Simara (also Simara or Simra; Nepali: सिमरा) is a rapidly growing city in Jitpursimara sub-metropolitan city in Bara District in Madhesh Province of south-eastern Nepal. The formerly Village Development Committee was merged to form a new municipality Gadhimai Municipality on 18 May 2014. Similarly, on 10 March 2017 Gadhimai Municipality, Inarwasira, Amlekhganj, as well as parts of Manharwa, Haraiya and Rampur Tokani were merged to form new Jitpursimara sub-metropolitan city. Aauraha, Panitanki, Manakamana Tole, Ramban, Narbasti, Bajani, Purwa Tole, etc are the villages in Simara. Auraha and Purwa Tole lie in the east, Bajani in the south, Manakamana Tole in north and Ramban & Narbasti in the west. At the time of the 2011 Nepal census it had a population of 23,835 people living in 5,253 individual households. The population has increased dramatically in last decade with a boom in real estate and rising numbers of new businesses in the city, so the current population might be estimated to be as high as 40,000, according to local journals.

==Climate==

The highest temperature ever recorded in Simara was 42.8 °C on 6 June 1979, while the lowest temperature ever recorded was 1.0 °C on 23 January 1985.

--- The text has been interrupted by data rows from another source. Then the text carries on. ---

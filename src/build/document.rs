use std::path::{Path, PathBuf};
use std::sync::LazyLock;

use regex::Regex;
use serde_yaml::{Mapping, Value};

use super::minify::minify_html;
use super::registry::{PartialHelper, TemplateRegistry};
use super::render::{Body, RenderError, SiteContext, merge_context};

/// Front matter key naming an outer template, looked up by inner path.
pub const TEMPLATE_KEY: &str = "template";

/// Key under which a page's rendered body is handed to its outer template.
pub const CONTENT_KEY: &str = "content";

/// Front matter key overriding the output path.
pub const URL_KEY: &str = "url";

/// A run of two or more dashes, then the shortest possible interior, then
/// another run of dashes. Matches the first such block anywhere in the text.
static FRONT_MATTER_RE: LazyLock<Regex> =
    LazyLock::new(|| Regex::new(r"--+([\s\S]+?)--+").unwrap());

// =============================================================================
// Errors
// =============================================================================

#[derive(thiserror::Error, Debug)]
pub enum FrontMatterError {
    #[error("invalid YAML: {0}")]
    Yaml(#[from] serde_yaml::Error),
}

/// Failure to turn a file into a [`FrontMatterDocument`].
#[derive(thiserror::Error, Debug)]
pub enum DocumentError {
    #[error("failed to read {path}: {source}")]
    Read {
        path: PathBuf,
        source: std::io::Error,
    },

    #[error("failed to parse front matter in {path}: {source}")]
    FrontMatter {
        path: PathBuf,
        source: FrontMatterError,
    },

    #[error("failed to compile {path}: {source}")]
    Compile { path: PathBuf, source: tera::Error },

    #[error("failed to enumerate {path}: {source}")]
    Discover {
        path: PathBuf,
        source: walkdir::Error,
    },
}

// =============================================================================
// Front matter parsing
// =============================================================================

/// Result of splitting front matter off a file's text.
#[derive(Debug)]
pub struct ParsedContent {
    /// The parsed block, or `None` when the text has no delimited block or
    /// the block does not hold a mapping
    pub front_matter: Option<Mapping>,
    /// The text with the delimited block removed
    pub body: String,
}

/// Split front matter from the rest of a file.
///
/// The first block of the form
///
/// ```text
/// ---
/// url: about
/// template: layout.html
/// ---
/// ```
///
/// anywhere in the text is parsed as YAML and cut out; the remaining text is
/// the body. An empty block yields an empty mapping. A block holding some
/// other YAML value (an HTML comment such as `<!-- main layout -->` scans
/// as the scalar `main layout`) is still cut out but carries no data.
pub fn parse_front_matter(content: &str) -> Result<ParsedContent, FrontMatterError> {
    let Some((block, interior)) = FRONT_MATTER_RE
        .captures(content)
        .and_then(|c| Some((c.get(0)?, c.get(1)?)))
    else {
        return Ok(ParsedContent {
            front_matter: None,
            body: content.to_string(),
        });
    };

    let front_matter = match serde_yaml::from_str::<Value>(interior.as_str())? {
        Value::Null => Some(Mapping::new()),
        Value::Mapping(mapping) => Some(mapping),
        other => {
            tracing::debug!("ignoring non-mapping front matter {:?}", other);
            None
        }
    };

    let mut body = String::with_capacity(content.len() - block.as_str().len());
    body.push_str(&content[..block.start()]);
    body.push_str(&content[block.end()..]);

    Ok(ParsedContent { front_matter, body })
}

// =============================================================================
// Documents
// =============================================================================

/// A template, partial or page file: front matter plus a compiled body.
///
/// Front matter is never modified after loading, and the body is compiled
/// exactly once, here, so a document can be rendered any number of times.
#[derive(Debug)]
pub struct FrontMatterDocument {
    /// Path the document was read from
    pub source_path: PathBuf,
    /// Path relative to its site subdirectory, `/`-separated (e.g. "blog/post.html")
    pub inner_path: String,
    /// Base name of the source path (e.g. "post.html")
    pub filename: String,
    /// Parsed front matter, `None` when the file has no delimited block
    pub front_matter: Option<Mapping>,
    body: Body,
}

impl FrontMatterDocument {
    /// Read, split and compile the file at `path`.
    ///
    /// `base_dir` is the site subdirectory the file was found in and
    /// determines the inner path. When a partial helper is given it is made
    /// callable from the body as `partial(name="...")`.
    pub fn load(
        path: &Path,
        base_dir: &Path,
        helper: Option<&PartialHelper>,
    ) -> Result<Self, DocumentError> {
        let content = std::fs::read_to_string(path).map_err(|source| DocumentError::Read {
            path: path.to_path_buf(),
            source,
        })?;
        Self::from_source(path, base_dir, &content, helper)
    }

    /// Build a document from already-read text.
    pub fn from_source(
        path: &Path,
        base_dir: &Path,
        content: &str,
        helper: Option<&PartialHelper>,
    ) -> Result<Self, DocumentError> {
        let parsed = parse_front_matter(content).map_err(|source| DocumentError::FrontMatter {
            path: path.to_path_buf(),
            source,
        })?;

        let body = Body::compile(&parsed.body, helper).map_err(|source| DocumentError::Compile {
            path: path.to_path_buf(),
            source,
        })?;

        Ok(Self {
            source_path: path.to_path_buf(),
            inner_path: inner_path(path, base_dir),
            filename: path
                .file_name()
                .map(|name| name.to_string_lossy().into_owned())
                .unwrap_or_default(),
            front_matter: parsed.front_matter,
            body,
        })
    }

    /// Look up a front matter field.
    pub fn field(&self, key: &str) -> Option<&Value> {
        self.front_matter.as_ref()?.get(key)
    }

    /// The outer template this document asks to be wrapped in.
    pub fn template_name(&self) -> Option<&str> {
        self.field(TEMPLATE_KEY)?.as_str()
    }

    /// Render the body alone against `data`.
    pub(crate) fn render_body(
        &self,
        data: &serde_json::Map<String, serde_json::Value>,
    ) -> Result<String, RenderError> {
        self.body.render(data).map_err(|source| RenderError::Template {
            path: self.source_path.clone(),
            source,
        })
    }

    /// Render this document to its final output.
    ///
    /// 1. Site data is overlaid with this document's front matter, which wins
    ///    on key collisions.
    /// 2. The body is rendered against the merged data.
    /// 3. If the front matter names a `template` matching the inner path of
    ///    one of the registry's templates, that template is rendered against
    ///    the merged data with the rendered body under `content`. Only one
    ///    level is resolved; an unknown template leaves the body as the output.
    /// 4. The output is minified when the site asks for it.
    pub fn render(
        &self,
        site: &SiteContext,
        templates: &TemplateRegistry,
    ) -> Result<String, RenderError> {
        let mut data = merge_context(&site.data, self.front_matter.as_ref())?;
        let mut output = self.render_body(&data)?;

        if let Some(name) = self.template_name()
            && !templates.templates().is_empty()
        {
            match templates.template(name) {
                Some(outer) => {
                    tracing::debug!("{} -> template {}", self.inner_path, outer.inner_path);
                    data.insert(CONTENT_KEY.to_string(), serde_json::Value::String(output));
                    output = outer.render_body(&data)?;
                }
                None => {
                    tracing::warn!(
                        "template '{}' requested by {} not found, using page body as is",
                        name,
                        self.source_path.display()
                    );
                }
            }
        }

        if site.minify {
            output = minify_html(&output);
        }

        Ok(output)
    }
}

/// Compute the `/`-separated path of `path` relative to `base_dir`.
/// Falls back to the file name when `path` is not under `base_dir`.
fn inner_path(path: &Path, base_dir: &Path) -> String {
    let relative = path
        .strip_prefix(base_dir)
        .ok()
        .filter(|rel| !rel.as_os_str().is_empty())
        .or_else(|| path.file_name().map(Path::new))
        .unwrap_or(path);

    relative
        .components()
        .map(|c| c.as_os_str().to_string_lossy())
        .collect::<Vec<_>>()
        .join("/")
}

Climate data for Simara Airport 130m (1991-2020)
| Month | Jan | Feb | Mar | Apr | May | Jun | Jul | Aug | Sep | Oct | Nov | Dec | Year |
| Mean daily maximum °C (°F) | 21.1 (70.0) | 25.8 (78.4) | 31.0 (87.8) | 35.1 (95.2) | 35.2 (95.4) | 34.5 (94.1) | 33.0 (91.4) | 33.1 (91.6) | 32.8 (91.0) | 31.9 (89.4) | 29.0 (84.2) | 24.1 (75.4) | 30.6 (87.1) |
| Daily mean °C (°F) | 14.4 (57.9) | 17.9 (64.2) | 22.4 (72.3) | 27.2 (81.0) | 29.2 (84.6) | 29.9 (85.8) | 29.4 (84.9) | 29.4 (84.9) | 28.6 (83.5) | 26.0 (78.8) | 21.5 (70.7) | 16.8 (62.2) | 24.4 (75.9) |
| Mean daily minimum °C (°F) | 7.7 (45.9) | 9.9 (49.8) | 13.8 (56.8) | 19.2 (66.6) | 23.2 (73.8) | 25.3 (77.5) | 25.7 (78.3) | 25.6 (78.1) | 24.4 (75.9) | 20.1 (68.2) | 13.9 (57.0) | 9.5 (49.1) | 18.2 (64.8) |
| Average precipitation mm (inches) | 14.1 (0.56) | 15.7 (0.62) | 17.3 (0.68) | 41.8 (1.65) | 135.5 (5.33) | 272.1 (10.71) | 549.5 (21.63) | 422.0 (16.61) | 254.8 (10.03) | 68.0 (2.68) | 4.5 (0.18) | 7.7 (0.30) | 1,803 (70.98) |
| Average precipitation days (≥ 1.0 mm) | 1.7 | 1.8 | 2.0 | 4.1 | 8.9 | 12.8 | 18.7 | 15.5 | 11.8 | 3.4 | 0.5 | 0.7 | 81.9 |
Source 1: Department of Hydrology and Meteorology
Source 2: World Meteorological Organization

==Transportation==
Simara is connected with Birgunj in the South and with Pathlaiya in the north by the Tribhuvan Highway. Simara Airport was established on 4 July 1958.

==Media==
To promote local culture, giving peoples news and entertainment, Simara has three FM radio stations.
Radio Simara (106 MHz) is a community radio station and a new FM station is going to be on air soon called Radio Samarpan 98.2 MHz which is testing its transmission.